Work order
Write out each line of the entries exactly, starting at the first and finishing with the line that contains "at the boundary.".

Supplied data
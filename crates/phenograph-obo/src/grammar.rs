//! OBO line grammar: `tag: value {key=value, ...} ! comment`.
//!
//! Parsing happens in two passes:
//! 1. split the text after `tag:` into value, trailing modifier block and
//!    comment (escape- and quote-aware);
//! 2. parse the value with the rule selected by the tag.
//!
//! Rule selection depends on the tag only, never on the enclosing stanza.

use nom::{
    branch::alt,
    bytes::complete::{tag, take_while1},
    character::complete::{char as pchar, multispace0, multispace1, space0},
    combinator::{all_consuming, map, opt},
    multi::separated_list0,
    sequence::{delimited, preceded, tuple},
    IResult,
};

use crate::entry::{
    Dbxref, EntryValue, KeyValue, StanzaEntry, StanzaEntryType, SynonymScope, TrailingModifier,
};
use crate::stanza::HeaderEntry;
use crate::OboParseError;

/// `(rule, message)`; turned into `OboParseError::Syntax` at the boundary.
type RuleError = (&'static str, String);

/// Parse a single stanza entry line (line number 1).
pub fn parse_stanza_entry(text: &str) -> Result<StanzaEntry, OboParseError> {
    parse_stanza_entry_at(text, 1)
}

/// Parse a single stanza entry line, reporting errors against `line`.
pub fn parse_stanza_entry_at(text: &str, line: usize) -> Result<StanzaEntry, OboParseError> {
    let raw = text.trim_end_matches(|c| c == '\n' || c == '\r');
    let syntax = |rule: &'static str, message: String| OboParseError::Syntax {
        line,
        rule,
        message,
        text: raw.to_string(),
    };

    let (rest, tag_name) =
        tag_prefix(raw).map_err(|_| syntax("tag", "expected `<tag>: <value>`".to_string()))?;
    let entry_type = StanzaEntryType::from_tag(tag_name);

    let trailing =
        split_trailing(rest, is_quote_aware(entry_type)).map_err(|(r, m)| syntax(r, m))?;

    let modifier = match trailing.modifier {
        Some(block) => Some(parse_modifier(block).map_err(|(r, m)| syntax(r, m))?),
        None => None,
    };

    let value =
        parse_value(tag_name, entry_type, trailing.value).map_err(|(r, m)| syntax(r, m))?;

    Ok(StanzaEntry {
        value,
        modifier,
        comment: trailing.comment.map(str::to_string),
        line,
    })
}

Reply
filename crates/phenograph-obo/src/grammar.rs
//! OBO line grammar: `tag: value {key=value, ...} ! comment`.
//!
//! Parsing happens in two passes:
//! 1. split the text after `tag:` into value, trailing modifier block and
//!    comment (escape- and quote-aware);
//! 2. parse the value with the rule selected by the tag.
//!
//! Rule selection depends on the tag only, never on the enclosing stanza.

use nom::{
    branch::alt,
    bytes::complete::{tag, take_while1},
    character::complete::{char as pchar, multispace0, multispace1, space0},
    combinator::{all_consuming, map, opt},
    multi::separated_list0,
    sequence::{delimited, preceded, tuple},
    IResult,
};

use crate::entry::{
    Dbxref, EntryValue, KeyValue, StanzaEntry, StanzaEntryType, SynonymScope, TrailingModifier,
};
use crate::stanza::HeaderEntry;
use crate::OboParseError;

/// `(rule, message)`; turned into `OboParseError::Syntax` at the boundary.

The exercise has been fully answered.